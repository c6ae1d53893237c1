//! Document store abstraction.
//!
//! The sync engine never touches `std::fs` directly. Everything it reads or
//! writes goes through the [`AsyncFileSystem`] trait, so the same engine can
//! run against a real vault on disk ([`RealFileSystem`]), an in-memory vault
//! ([`InMemoryFileSystem`]) or a host-provided implementation.
//!
//! Synchronous implementations are lifted with [`SyncToAsyncFs`].

mod async_fs;
mod events;
mod memory;
#[cfg(not(target_arch = "wasm32"))]
mod native;

pub use async_fs::{AsyncFileSystem, BoxFuture, SyncToAsyncFs};
pub use events::DocumentEvent;
pub use memory::InMemoryFileSystem;
#[cfg(not(target_arch = "wasm32"))]
pub use native::RealFileSystem;

use std::io::Result;
use std::path::{Path, PathBuf};

/// Primitive operations of a synchronous document store.
///
/// Paths are absolute store paths (vault root joined with a vault path).
/// Every call stands alone; the engine never needs more than single-call
/// atomicity from an implementation.
pub trait FileSystem: Send + Sync {
    /// Document text.
    fn read_to_string(&self, path: &Path) -> Result<String>;

    /// Replace a document's text, creating it if needed.
    fn write_file(&self, path: &Path, content: &str) -> Result<()>;

    /// Create a document, failing with `AlreadyExists` if the path is taken.
    fn create_new(&self, path: &Path, content: &str) -> Result<()>;

    /// Remove a document.
    fn delete_file(&self, path: &Path) -> Result<()>;

    /// `.md` documents directly inside `dir`.
    fn list_md_files(&self, dir: &Path) -> Result<Vec<PathBuf>>;

    /// Whether a document or folder exists at `path`.
    fn exists(&self, path: &Path) -> bool;

    /// Create a folder and its missing parents.
    fn create_dir_all(&self, path: &Path) -> Result<()>;

    /// Whether `path` is a folder.
    fn is_dir(&self, path: &Path) -> bool;

    /// Rename a document. Fails if `from` is missing or `to` is taken.
    fn move_file(&self, from: &Path, to: &Path) -> Result<()>;

    /// Every entry (documents and folders) directly inside `dir`.
    fn list_files(&self, dir: &Path) -> Result<Vec<PathBuf>>;

    /// Every `.md` document under `dir`, at any depth.
    ///
    /// Folders that cannot be listed are skipped rather than failing the walk;
    /// only an unreadable `dir` itself is an error.
    fn list_md_files_recursive(&self, dir: &Path) -> Result<Vec<PathBuf>> {
        let mut documents = self.list_md_files(dir)?;
        let mut pending = vec![dir.to_path_buf()];
        while let Some(folder) = pending.pop() {
            let Ok(entries) = self.list_files(&folder) else {
                continue;
            };
            for entry in entries.into_iter().filter(|e| self.is_dir(e)) {
                if let Ok(found) = self.list_md_files(&entry) {
                    documents.extend(found);
                }
                pending.push(entry);
            }
        }
        Ok(documents)
    }
}
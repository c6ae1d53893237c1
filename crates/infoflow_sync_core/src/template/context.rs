use serde::Serialize;

use crate::html;
use crate::remote::Record;

/// A highlight as seen by templates.
#[derive(Debug, Clone, PartialEq, Serialize)]
#[serde(rename_all = "camelCase")]
pub struct NoteContext {
    /// Highlight or annotation text
    pub content: String,
    /// The passage the note quotes, if any
    pub quoted_text: Option<String>,
}

/// Flattened per-record view model handed to both templates.
///
/// Field names are the template variable names (`{{itemType}}`,
/// `{{#notes}}…{{/notes}}`). Absent optional values render as empty
/// strings, so `{{#url}}…{{/url}}` can guard optional blocks.
#[derive(Debug, Clone, PartialEq, Serialize)]
#[serde(rename_all = "camelCase")]
pub struct RenderContext {
    /// Record title
    pub title: String,
    /// Stable record id
    pub id: String,
    /// Record kind (`web_page`, `pdf`, ...)
    pub item_type: String,
    /// Source url, or empty
    pub url: String,
    /// Author, or empty
    pub author: String,
    /// Tags joined with `", "`
    pub tags: String,
    /// Tags as a list, for `{{#tagsArray}}{{.}}{{/tagsArray}}`
    pub tags_array: Vec<String>,
    /// Creation timestamp as sent by the remote
    pub created_at: String,
    /// Last update timestamp as sent by the remote
    pub updated_at: String,
    /// Record content, converted to markdown when it is HTML
    pub content: String,
    /// The user's note on the whole item, or empty
    pub item_note: String,
    /// Remote folder name, or empty
    pub folder_name: String,
    /// Highlights in remote order
    pub notes: Vec<NoteContext>,
    /// Whether there is at least one highlight
    pub has_notes: bool,
}

impl RenderContext {
    /// Build the view model for a record.
    pub fn from_record(record: &Record) -> Self {
        let content = record
            .content
            .as_deref()
            .map(html::to_markdown)
            .unwrap_or_default();

        let notes: Vec<NoteContext> = record
            .notes
            .iter()
            .map(|note| NoteContext {
                content: note.content.clone(),
                quoted_text: note.quoted_text.clone().filter(|q| !q.is_empty()),
            })
            .collect();

        Self {
            title: record.title.clone(),
            id: record.id.clone(),
            item_type: record.item_type.clone(),
            url: record.url.clone().unwrap_or_default(),
            author: record.author().unwrap_or_default().to_string(),
            tags: record.tags.join(", "),
            tags_array: record.tags.clone(),
            created_at: record.created_at.clone(),
            updated_at: record.updated_at.clone(),
            content,
            item_note: record.item_note.clone().unwrap_or_default(),
            folder_name: record.folder_name.clone().unwrap_or_default(),
            has_notes: !notes.is_empty(),
            notes,
        }
    }
}

#[cfg(test)]
mod tests {
    use super::*;
    use crate::remote::{Note, RecordMetadata};
    use crate::test_utils::record;

    #[test]
    fn test_from_record_flattens_optionals() {
        let mut rec = record("id1", "Title", "2024-02-01T00:00:00Z");
        rec.tags = vec!["a".into(), "b".into()];
        rec.metadata = Some(RecordMetadata {
            author: Some("Ada".into()),
            ..Default::default()
        });
        rec.content = Some("<p>Hello <strong>world</strong></p>".into());
        rec.notes = vec![Note {
            id: "n1".into(),
            content: "highlight".into(),
            quoted_text: Some(String::new()),
            created_at: "2024-02-01T00:00:00Z".into(),
            metadata: None,
        }];

        let ctx = RenderContext::from_record(&rec);
        assert_eq!(ctx.author, "Ada");
        assert_eq!(ctx.tags, "a, b");
        assert_eq!(ctx.tags_array, vec!["a", "b"]);
        assert_eq!(ctx.url, "");
        assert_eq!(ctx.content, "Hello **world**");
        assert!(ctx.has_notes);
        assert_eq!(ctx.notes[0].quoted_text, None);
    }

    #[test]
    fn test_serialized_names_are_camel_case() {
        let ctx = RenderContext::from_record(&record("id1", "T", "2024-02-01T00:00:00Z"));
        let value = serde_json::to_value(&ctx).unwrap();
        assert!(value.get("itemType").is_some());
        assert!(value.get("tagsArray").is_some());
        assert_eq!(value.get("hasNotes"), Some(&serde_json::json!(false)));
    }
}
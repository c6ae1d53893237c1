//! Sync settings.
//!
//! [`SyncSettings`] holds the credential, the two templates, the target
//! folder and the optional remote filters. Settings are persisted as TOML
//! (typically at `~/.config/infoflow-sync/settings.toml` on Unix systems).
//!
//! Every field has a default, so partially written or older settings files
//! load without error.
//!
//! # Example
//!
//! ```ignore
//! use infoflow_sync_core::config::SyncSettings;
//!
//! let mut settings = SyncSettings::load()?;
//! settings.api_token = "if_...".into();
//! settings.validate_templates()?;
//! settings.save()?;
//! ```

use std::fmt;
use std::path::Path;
#[cfg(not(target_arch = "wasm32"))]
use std::path::PathBuf;
use std::time::Duration;

use serde::{Deserialize, Serialize};

use crate::error::{Result, SyncError, TemplateKind};
use crate::fs::AsyncFileSystem;
#[cfg(not(target_arch = "wasm32"))]
use crate::fs::{FileSystem, SyncToAsyncFs};
use crate::remote::{FetchQuery, PER_PAGE};
use crate::template::{self, DEFAULT_FILE_NAME_TEMPLATE, DEFAULT_NOTE_TEMPLATE, Template};

/// Default InfoFlow server
pub const DEFAULT_ENDPOINT: &str = "https://www.infoflow.app";

/// Default vault folder for synced documents
pub const DEFAULT_TARGET_FOLDER: &str = "InfoFlow";

/// Default auto sync interval in minutes
pub const DEFAULT_SYNC_FREQUENCY_MINUTES: u32 = 60;

/// User-facing sync settings.
#[derive(Clone, PartialEq, Eq, Serialize, Deserialize)]
#[serde(default)]
pub struct SyncSettings {
    /// InfoFlow server base url
    pub endpoint: String,

    /// API token (required)
    pub api_token: String,

    /// Vault folder new documents are created in
    pub target_folder: String,

    /// Template rendering a record's file name (without `.md`)
    pub file_name_template: String,

    /// Template rendering the managed region of a document
    pub note_template: String,

    /// Minutes between automatic syncs; 0 disables them
    pub sync_frequency_minutes: u32,

    /// Re-create documents the user deletes locally
    pub resync_deleted: bool,

    /// Only items created at or after this date
    #[serde(skip_serializing_if = "Option::is_none")]
    pub from: Option<String>,

    /// Only items created at or before this date
    #[serde(skip_serializing_if = "Option::is_none")]
    pub to: Option<String>,

    /// Only items with one of these tags
    #[serde(skip_serializing_if = "Vec::is_empty")]
    pub tags: Vec<String>,

    /// Only items in one of these folders
    #[serde(skip_serializing_if = "Vec::is_empty")]
    pub folders: Vec<String>,
}

impl Default for SyncSettings {
    fn default() -> Self {
        Self {
            endpoint: DEFAULT_ENDPOINT.to_string(),
            api_token: String::new(),
            target_folder: DEFAULT_TARGET_FOLDER.to_string(),
            file_name_template: DEFAULT_FILE_NAME_TEMPLATE.to_string(),
            note_template: DEFAULT_NOTE_TEMPLATE.to_string(),
            sync_frequency_minutes: DEFAULT_SYNC_FREQUENCY_MINUTES,
            resync_deleted: true,
            from: None,
            to: None,
            tags: Vec::new(),
            folders: Vec::new(),
        }
    }
}

impl fmt::Debug for SyncSettings {
    fn fmt(&self, f: &mut fmt::Formatter<'_>) -> fmt::Result {
        f.debug_struct("SyncSettings")
            .field("endpoint", &self.endpoint)
            .field("api_token", &if self.api_token.is_empty() { "" } else { "***" })
            .field("target_folder", &self.target_folder)
            .field("file_name_template", &self.file_name_template)
            .field("note_template", &self.note_template)
            .field("sync_frequency_minutes", &self.sync_frequency_minutes)
            .field("resync_deleted", &self.resync_deleted)
            .field("from", &self.from)
            .field("to", &self.to)
            .field("tags", &self.tags)
            .field("folders", &self.folders)
            .finish()
    }
}

fn non_empty(value: &Option<String>) -> Option<String> {
    value
        .as_deref()
        .map(str::trim)
        .filter(|v| !v.is_empty())
        .map(str::to_string)
}

fn non_empty_list(values: &[String]) -> Vec<String> {
    values
        .iter()
        .map(|v| v.trim())
        .filter(|v| !v.is_empty())
        .map(str::to_string)
        .collect()
}

impl SyncSettings {
    /// Whether an API token is configured.
    pub fn has_credential(&self) -> bool {
        !self.api_token.trim().is_empty()
    }

    /// Compile both templates, reporting which one is broken.
    ///
    /// Call on every settings change and before every run.
    pub fn validate_templates(&self) -> Result<(Template, Template)> {
        let file_name = Template::compile(&self.file_name_template)
            .map_err(|e| e.into_sync_error(TemplateKind::FileName))?;
        let note = Template::compile(&self.note_template)
            .map_err(|e| e.into_sync_error(TemplateKind::Note))?;
        Ok((file_name, note))
    }

    /// Validate one template source without touching the settings.
    pub fn validate_template(kind: TemplateKind, source: &str) -> Result<()> {
        template::validate(source).map_err(|e| e.into_sync_error(kind))
    }

    /// Remote query for the configured filters and an optional cursor.
    pub fn fetch_query(&self, updated_since: Option<String>) -> FetchQuery {
        FetchQuery {
            from: non_empty(&self.from),
            to: non_empty(&self.to),
            tags: non_empty_list(&self.tags),
            folders: non_empty_list(&self.folders),
            updated_since,
            per_page: PER_PAGE,
        }
    }

    /// Interval between automatic syncs, or `None` when disabled.
    pub fn auto_sync_interval(&self) -> Option<Duration> {
        match self.sync_frequency_minutes {
            0 => None,
            minutes => Some(Duration::from_secs(u64::from(minutes) * 60)),
        }
    }

    /// Load settings from a specific path using an AsyncFileSystem.
    pub async fn load_from<FS: AsyncFileSystem>(fs: &FS, path: &Path) -> Result<Self> {
        let contents = fs
            .read_to_string(path)
            .await
            .map_err(|e| SyncError::FileRead {
                path: path.to_path_buf(),
                source: e,
            })?;

        let settings: SyncSettings = toml::from_str(&contents)?;
        Ok(settings)
    }

    /// Save settings to a specific path using an AsyncFileSystem.
    pub async fn save_to<FS: AsyncFileSystem>(&self, fs: &FS, path: &Path) -> Result<()> {
        if let Some(parent) = path.parent()
            && !parent.as_os_str().is_empty()
        {
            fs.create_dir_all(parent).await?;
        }

        let contents = toml::to_string_pretty(self)?;
        fs.write_file(path, &contents).await?;
        Ok(())
    }

    /// Load settings, falling back to defaults if the file is missing or unreadable.
    pub async fn load_from_or_default<FS: AsyncFileSystem>(fs: &FS, path: &Path) -> Self {
        match Self::load_from(fs, path).await {
            Ok(settings) => settings,
            Err(e) => {
                log::debug!("Using default settings ({})", e);
                Self::default()
            }
        }
    }

    /// Sync wrapper for [`Self::load_from`]
    #[cfg(not(target_arch = "wasm32"))]
    pub fn load_from_sync<FS: FileSystem>(fs: FS, path: &Path) -> Result<Self> {
        futures_lite::future::block_on(Self::load_from(&SyncToAsyncFs::new(fs), path))
    }

    /// Sync wrapper for [`Self::save_to`]
    #[cfg(not(target_arch = "wasm32"))]
    pub fn save_to_sync<FS: FileSystem>(&self, fs: FS, path: &Path) -> Result<()> {
        futures_lite::future::block_on(self.save_to(&SyncToAsyncFs::new(fs), path))
    }
}

#[cfg(not(target_arch = "wasm32"))]
impl SyncSettings {
    /// Get the settings file path (~/.config/infoflow-sync/settings.toml)
    /// Only available on native platforms
    pub fn config_path() -> Option<PathBuf> {
        dirs::config_dir().map(|dir| dir.join("infoflow-sync").join("settings.toml"))
    }

    /// Load settings from the default location, or defaults if the file doesn't exist
    pub fn load() -> Result<Self> {
        if let Some(path) = Self::config_path()
            && path.exists()
        {
            let contents = std::fs::read_to_string(&path)?;
            let settings: SyncSettings = toml::from_str(&contents)?;
            return Ok(settings);
        }

        Ok(SyncSettings::default())
    }

    /// Save settings to the default location
    pub fn save(&self) -> Result<()> {
        let path = Self::config_path().ok_or(SyncError::NoConfigDir)?;

        if let Some(parent) = path.parent() {
            std::fs::create_dir_all(parent)?;
        }

        let contents = toml::to_string_pretty(self)?;
        std::fs::write(&path, contents)?;
        Ok(())
    }
}
//! Template tokenizer and tree builder.

use super::TemplateError;

const OPEN: &str = "{{";
const CLOSE: &str = "}}";
const CLOSE_RAW: &str = "}}}";

/// A compiled template node.
#[derive(Debug, Clone, PartialEq)]
pub(crate) enum Node {
    Text(String),
    Variable { name: String, escape: bool },
    Section {
        name: String,
        inverted: bool,
        children: Vec<Node>,
    },
}

#[derive(Debug, Clone, Copy, PartialEq, Eq)]
enum TagKind {
    Escaped,
    Raw,
    SectionOpen,
    InvertedOpen,
    SectionClose,
    Comment,
    Partial,
}

impl TagKind {
    /// Tags that vanish from their line when nothing else is on it.
    fn can_stand_alone(self) -> bool {
        !matches!(self, TagKind::Escaped | TagKind::Raw)
    }
}

#[derive(Debug)]
struct Tag {
    kind: TagKind,
    name: String,
    /// Byte offset of `{{`
    start: usize,
    /// Byte offset just past the closing braces
    end: usize,
}

/// Scan `source` into tags, in order.
fn scan_tags(source: &str) -> Result<Vec<Tag>, TemplateError> {
    let mut tags = Vec::new();
    let mut pos = 0;

    while let Some(found) = source[pos..].find(OPEN) {
        let start = pos + found;
        let mut cursor = start + OPEN.len();

        let sigil = source[cursor..].chars().next();
        let kind = match sigil {
            Some('{') => TagKind::Raw,
            Some('&') => TagKind::Raw,
            Some('#') => TagKind::SectionOpen,
            Some('^') => TagKind::InvertedOpen,
            Some('/') => TagKind::SectionClose,
            Some('!') => TagKind::Comment,
            Some('>') => TagKind::Partial,
            Some('=') => {
                return Err(TemplateError::new(
                    "Custom delimiters are not supported",
                    start,
                ));
            }
            _ => TagKind::Escaped,
        };
        if kind != TagKind::Escaped {
            cursor += 1;
        }

        let close = if sigil == Some('{') { CLOSE_RAW } else { CLOSE };
        let Some(close_at) = source[cursor..].find(close) else {
            return Err(TemplateError::new("Unclosed tag", start));
        };
        let inner = &source[cursor..cursor + close_at];
        let end = cursor + close_at + close.len();

        let name = inner.trim().to_string();
        if name.is_empty() && kind != TagKind::Comment {
            return Err(TemplateError::new("Empty tag name", start));
        }

        tags.push(Tag {
            kind,
            name,
            start,
            end,
        });
        pos = end;
    }

    Ok(tags)
}

/// The span a tag occupies once standalone lines are accounted for.
///
/// A section, inverted, close, comment or partial tag that is the only
/// non-whitespace on its line swallows the whole line, newline included.
fn effective_span(source: &str, tag: &Tag) -> (usize, usize) {
    if !tag.kind.can_stand_alone() {
        return (tag.start, tag.end);
    }

    let line_begin = source[..tag.start].rfind('\n').map(|i| i + 1).unwrap_or(0);
    let before = &source[line_begin..tag.start];
    if !before.chars().all(|c| c == ' ' || c == '\t') {
        return (tag.start, tag.end);
    }

    let rest = &source[tag.end..];
    let (line_end, after) = match rest.find('\n') {
        Some(i) => (tag.end + i + 1, &rest[..i]),
        None => (source.len(), rest),
    };
    let after = after.strip_suffix('\r').unwrap_or(after);
    if !after.chars().all(|c| c == ' ' || c == '\t') {
        return (tag.start, tag.end);
    }

    (line_begin, line_end)
}

struct OpenSection {
    name: String,
    inverted: bool,
    start: usize,
    children: Vec<Node>,
}

fn push_text(nodes: &mut Vec<Node>, text: &str) {
    if text.is_empty() {
        return;
    }
    if let Some(Node::Text(prev)) = nodes.last_mut() {
        prev.push_str(text);
    } else {
        nodes.push(Node::Text(text.to_string()));
    }
}

/// Parse a template source into a node tree.
pub(crate) fn parse(source: &str) -> Result<Vec<Node>, TemplateError> {
    let tags = scan_tags(source)?;

    let mut root: Vec<Node> = Vec::new();
    let mut stack: Vec<OpenSection> = Vec::new();
    let mut pos = 0;

    for tag in &tags {
        let (span_start, span_end) = effective_span(source, tag);
        // A previous standalone tag may already have consumed this line's prefix
        let span_start = span_start.max(pos);

        let current = match stack.last_mut() {
            Some(open) => &mut open.children,
            None => &mut root,
        };
        push_text(current, &source[pos..span_start]);
        pos = span_end;

        match tag.kind {
            TagKind::Escaped | TagKind::Raw => current.push(Node::Variable {
                name: tag.name.clone(),
                escape: tag.kind == TagKind::Escaped,
            }),
            TagKind::SectionOpen | TagKind::InvertedOpen => stack.push(OpenSection {
                name: tag.name.clone(),
                inverted: tag.kind == TagKind::InvertedOpen,
                start: tag.start,
                children: Vec::new(),
            }),
            TagKind::SectionClose => {
                let Some(open) = stack.pop() else {
                    return Err(TemplateError::new(
                        format!("Unopened section \"{}\"", tag.name),
                        tag.start,
                    ));
                };
                if open.name != tag.name {
                    return Err(TemplateError::new(
                        format!("Unclosed section \"{}\"", open.name),
                        tag.start,
                    ));
                }
                let node = Node::Section {
                    name: open.name,
                    inverted: open.inverted,
                    children: open.children,
                };
                match stack.last_mut() {
                    Some(parent) => parent.children.push(node),
                    None => root.push(node),
                }
            }
            TagKind::Comment | TagKind::Partial => {}
        }
    }

    if let Some(open) = stack.pop() {
        return Err(TemplateError::new(
            format!("Unclosed section \"{}\"", open.name),
            open.start,
        ));
    }

    push_text(&mut root, &source[pos..]);
    Ok(root)
}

## WHAT THIS TASK INVOLVES
Copy every line where the word "NoteContext" is present in the entries above.

## THE ANSWER
pub struct NoteContext {
    pub notes: Vec<NoteContext>,
        let notes: Vec<NoteContext> = record
            .map(|note| NoteContext {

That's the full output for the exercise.